BEGIN DATA PROVIDED

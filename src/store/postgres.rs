use async_trait::async_trait;
use chrono::NaiveDate;
use sqlx::{PgPool, Postgres, Transaction};
use uuid::Uuid;

use super::{
    apply_payment, CycleSettingsUpdate, DebtStore, DebtUpdate, NewDebt, NewPeriodLog, PeriodStore,
};
use crate::engine::cycle as cycle_engine;
use crate::error::{AppError, Result};
use crate::models::{CycleSettings, Debt, DebtStatus, Payment, PeriodCycle, PeriodLog};

#[derive(Clone)]
pub struct PgStore {
    pool: PgPool,
}

impl PgStore {
    pub fn new(pool: PgPool) -> Self {
        Self { pool }
    }

    /// Re-derives the cycle rows for one user from their logs. Runs inside
    /// the caller's transaction so logs and cycles never drift apart.
    async fn rebuild_cycles(
        &self,
        tx: &mut Transaction<'_, Postgres>,
        user_id: Uuid,
    ) -> Result<()> {
        let logs = sqlx::query_as::<_, PeriodLog>(
            "SELECT * FROM period_logs WHERE user_id = $1 ORDER BY date",
        )
        .bind(user_id)
        .fetch_all(&mut **tx)
        .await?;
        let cycles = cycle_engine::period_cycles(&logs);

        sqlx::query("DELETE FROM period_cycles WHERE user_id = $1")
            .bind(user_id)
            .execute(&mut **tx)
            .await?;
        for cycle in &cycles {
            sqlx::query(
                "INSERT INTO period_cycles (id, user_id, start_date, end_date) \
                 VALUES ($1, $2, $3, $4)",
            )
            .bind(Uuid::new_v4())
            .bind(user_id)
            .bind(cycle.start_date)
            .bind(cycle.end_date)
            .execute(&mut **tx)
            .await?;
        }
        Ok(())
    }
}

#[async_trait]
impl DebtStore for PgStore {
    async fn list_debts(&self, user_id: Uuid) -> Result<Vec<Debt>> {
        let debts =
            sqlx::query_as::<_, Debt>("SELECT * FROM debts WHERE user_id = $1 ORDER BY created_at")
                .bind(user_id)
                .fetch_all(&self.pool)
                .await?;
        Ok(debts)
    }

    async fn get_debt(&self, user_id: Uuid, debt_id: Uuid) -> Result<Debt> {
        sqlx::query_as::<_, Debt>("SELECT * FROM debts WHERE id = $1 AND user_id = $2")
            .bind(debt_id)
            .bind(user_id)
            .fetch_optional(&self.pool)
            .await?
            .ok_or_else(|| AppError::NotFound("debt".to_string()))
    }

    async fn create_debt(&self, user_id: Uuid, new: NewDebt) -> Result<Debt> {
        let debt = sqlx::query_as::<_, Debt>(
            "INSERT INTO debts (id, user_id, name, category, original_balance_cents, \
             current_balance_cents, interest_rate, minimum_payment_cents, due_day) \
             VALUES ($1, $2, $3, $4, $5, $6, $7, $8, $9) \
             RETURNING *",
        )
        .bind(Uuid::new_v4())
        .bind(user_id)
        .bind(&new.name)
        .bind(new.category)
        .bind(new.original_balance_cents)
        .bind(
            new.current_balance_cents
                .unwrap_or(new.original_balance_cents),
        )
        .bind(new.interest_rate)
        .bind(new.minimum_payment_cents)
        .bind(new.due_day)
        .fetch_one(&self.pool)
        .await?;
        Ok(debt)
    }

    async fn update_debt(&self, user_id: Uuid, debt_id: Uuid, update: DebtUpdate) -> Result<Debt> {
        sqlx::query_as::<_, Debt>(
            "UPDATE debts SET \
                 name = COALESCE($3, name), \
                 category = COALESCE($4, category), \
                 interest_rate = COALESCE($5, interest_rate), \
                 minimum_payment_cents = COALESCE($6, minimum_payment_cents), \
                 due_day = COALESCE($7, due_day), \
                 updated_at = now() \
             WHERE id = $1 AND user_id = $2 \
             RETURNING *",
        )
        .bind(debt_id)
        .bind(user_id)
        .bind(update.name)
        .bind(update.category)
        .bind(update.interest_rate)
        .bind(update.minimum_payment_cents)
        .bind(update.due_day)
        .fetch_optional(&self.pool)
        .await?
        .ok_or_else(|| AppError::NotFound("debt".to_string()))
    }

    async fn delete_debt(&self, user_id: Uuid, debt_id: Uuid) -> Result<()> {
        let result = sqlx::query("DELETE FROM debts WHERE id = $1 AND user_id = $2")
            .bind(debt_id)
            .bind(user_id)
            .execute(&self.pool)
            .await?;
        if result.rows_affected() == 0 {
            return Err(AppError::NotFound("debt".to_string()));
        }
        Ok(())
    }

    async fn record_payment(
        &self,
        user_id: Uuid,
        debt_id: Uuid,
        amount_cents: i64,
        payment_date: NaiveDate,
    ) -> Result<(Payment, Debt)> {
        let mut tx = self.pool.begin().await?;

        let debt = sqlx::query_as::<_, Debt>(
            "SELECT * FROM debts WHERE id = $1 AND user_id = $2 FOR UPDATE",
        )
        .bind(debt_id)
        .bind(user_id)
        .fetch_optional(&mut *tx)
        .await?
        .ok_or_else(|| AppError::NotFound("debt".to_string()))?;
        if debt.status == DebtStatus::PaidOff {
            return Err(AppError::Conflict("debt is already paid off".to_string()));
        }
        if debt.current_balance_cents == 0 {
            return Err(AppError::Conflict("debt balance is already zero".to_string()));
        }

        let outcome = apply_payment(&debt, amount_cents);

        let payment = sqlx::query_as::<_, Payment>(
            "INSERT INTO payments (id, debt_id, amount_cents, principal_paid_cents, \
             interest_paid_cents, payment_date) \
             VALUES ($1, $2, $3, $4, $5, $6) \
             RETURNING *",
        )
        .bind(Uuid::new_v4())
        .bind(debt_id)
        .bind(amount_cents)
        .bind(outcome.principal_cents)
        .bind(outcome.interest_cents)
        .bind(payment_date)
        .fetch_one(&mut *tx)
        .await?;

        let updated = if outcome.paid_off {
            sqlx::query_as::<_, Debt>(
                "UPDATE debts SET current_balance_cents = $2, status = 'paid_off', \
                 paid_off_date = $3, minimum_payment_cents = 0, updated_at = now() \
                 WHERE id = $1 RETURNING *",
            )
            .bind(debt_id)
            .bind(outcome.new_balance_cents)
            .bind(payment_date)
            .fetch_one(&mut *tx)
            .await?
        } else {
            sqlx::query_as::<_, Debt>(
                "UPDATE debts SET current_balance_cents = $2, updated_at = now() \
                 WHERE id = $1 RETURNING *",
            )
            .bind(debt_id)
            .bind(outcome.new_balance_cents)
            .fetch_one(&mut *tx)
            .await?
        };

        tx.commit().await?;
        Ok((payment, updated))
    }

    async fn list_payments(&self, user_id: Uuid, debt_id: Uuid) -> Result<Vec<Payment>> {
        let owned =
            sqlx::query_scalar::<_, Uuid>("SELECT id FROM debts WHERE id = $1 AND user_id = $2")
                .bind(debt_id)
                .bind(user_id)
                .fetch_optional(&self.pool)
                .await?;
        if owned.is_none() {
            return Err(AppError::NotFound("debt".to_string()));
        }

        let payments = sqlx::query_as::<_, Payment>(
            "SELECT * FROM payments WHERE debt_id = $1 ORDER BY payment_date, created_at",
        )
        .bind(debt_id)
        .fetch_all(&self.pool)
        .await?;
        Ok(payments)
    }
}

#[async_trait]
impl PeriodStore for PgStore {
    async fn upsert_period_log(&self, user_id: Uuid, new: NewPeriodLog) -> Result<PeriodLog> {
        let mut tx = self.pool.begin().await?;

        let log = sqlx::query_as::<_, PeriodLog>(
            "INSERT INTO period_logs (id, user_id, date, is_start_day, is_end_day, \
             flow_intensity, symptoms, mood, energy_level, severity, notes) \
             VALUES ($1, $2, $3, $4, $5, $6, $7, $8, $9, $10, $11) \
             ON CONFLICT (user_id, date) DO UPDATE SET \
                 is_start_day = EXCLUDED.is_start_day, \
                 is_end_day = EXCLUDED.is_end_day, \
                 flow_intensity = EXCLUDED.flow_intensity, \
                 symptoms = EXCLUDED.symptoms, \
                 mood = EXCLUDED.mood, \
                 energy_level = EXCLUDED.energy_level, \
                 severity = EXCLUDED.severity, \
                 notes = EXCLUDED.notes \
             RETURNING *",
        )
        .bind(Uuid::new_v4())
        .bind(user_id)
        .bind(new.date)
        .bind(new.is_start_day)
        .bind(new.is_end_day)
        .bind(new.flow_intensity)
        .bind(&new.symptoms)
        .bind(&new.mood)
        .bind(new.energy_level)
        .bind(new.severity)
        .bind(&new.notes)
        .fetch_one(&mut *tx)
        .await?;

        self.rebuild_cycles(&mut tx, user_id).await?;

        if log.is_start_day {
            sqlx::query(
                "INSERT INTO cycle_settings (user_id, last_period_date) VALUES ($1, $2) \
                 ON CONFLICT (user_id) DO UPDATE SET last_period_date = EXCLUDED.last_period_date",
            )
            .bind(user_id)
            .bind(log.date)
            .execute(&mut *tx)
            .await?;
        }

        tx.commit().await?;
        Ok(log)
    }

    async fn delete_period_log(&self, user_id: Uuid, date: NaiveDate) -> Result<()> {
        let mut tx = self.pool.begin().await?;

        let result = sqlx::query("DELETE FROM period_logs WHERE user_id = $1 AND date = $2")
            .bind(user_id)
            .bind(date)
            .execute(&mut *tx)
            .await?;
        if result.rows_affected() == 0 {
            return Err(AppError::NotFound("period log".to_string()));
        }

        self.rebuild_cycles(&mut tx, user_id).await?;
        tx.commit().await?;
        Ok(())
    }

    async fn list_period_logs(&self, user_id: Uuid) -> Result<Vec<PeriodLog>> {
        let logs = sqlx::query_as::<_, PeriodLog>(
            "SELECT * FROM period_logs WHERE user_id = $1 ORDER BY date",
        )
        .bind(user_id)
        .fetch_all(&self.pool)
        .await?;
        Ok(logs)
    }

    async fn list_cycles(&self, user_id: Uuid) -> Result<Vec<PeriodCycle>> {
        let cycles = sqlx::query_as::<_, PeriodCycle>(
            "SELECT start_date, end_date FROM period_cycles \
             WHERE user_id = $1 ORDER BY start_date",
        )
        .bind(user_id)
        .fetch_all(&self.pool)
        .await?;
        Ok(cycles)
    }

    async fn get_settings(&self, user_id: Uuid) -> Result<CycleSettings> {
        let settings =
            sqlx::query_as::<_, CycleSettings>("SELECT * FROM cycle_settings WHERE user_id = $1")
                .bind(user_id)
                .fetch_optional(&self.pool)
                .await?;
        Ok(settings.unwrap_or_else(|| CycleSettings::defaults_for(user_id)))
    }

    async fn update_settings(
        &self,
        user_id: Uuid,
        update: CycleSettingsUpdate,
    ) -> Result<CycleSettings> {
        let mut tx = self.pool.begin().await?;

        sqlx::query("INSERT INTO cycle_settings (user_id) VALUES ($1) ON CONFLICT (user_id) DO NOTHING")
            .bind(user_id)
            .execute(&mut *tx)
            .await?;
        let settings = sqlx::query_as::<_, CycleSettings>(
            "UPDATE cycle_settings SET \
                 cycle_length = COALESCE($2, cycle_length), \
                 period_length = COALESCE($3, period_length), \
                 last_period_date = COALESCE($4, last_period_date) \
             WHERE user_id = $1 \
             RETURNING *",
        )
        .bind(user_id)
        .bind(update.cycle_length)
        .bind(update.period_length)
        .bind(update.last_period_date)
        .fetch_one(&mut *tx)
        .await?;

        tx.commit().await?;
        Ok(settings)
    }
}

END DATA PROVIDED

» WORK REQUEST:
Among the records above, find each line holding the string "severity" and pull it out.

» WRITTEN SOLUTION:
             flow_intensity, symptoms, mood, energy_level, severity, notes) \
                 severity = EXCLUDED.severity, \
        .bind(new.severity)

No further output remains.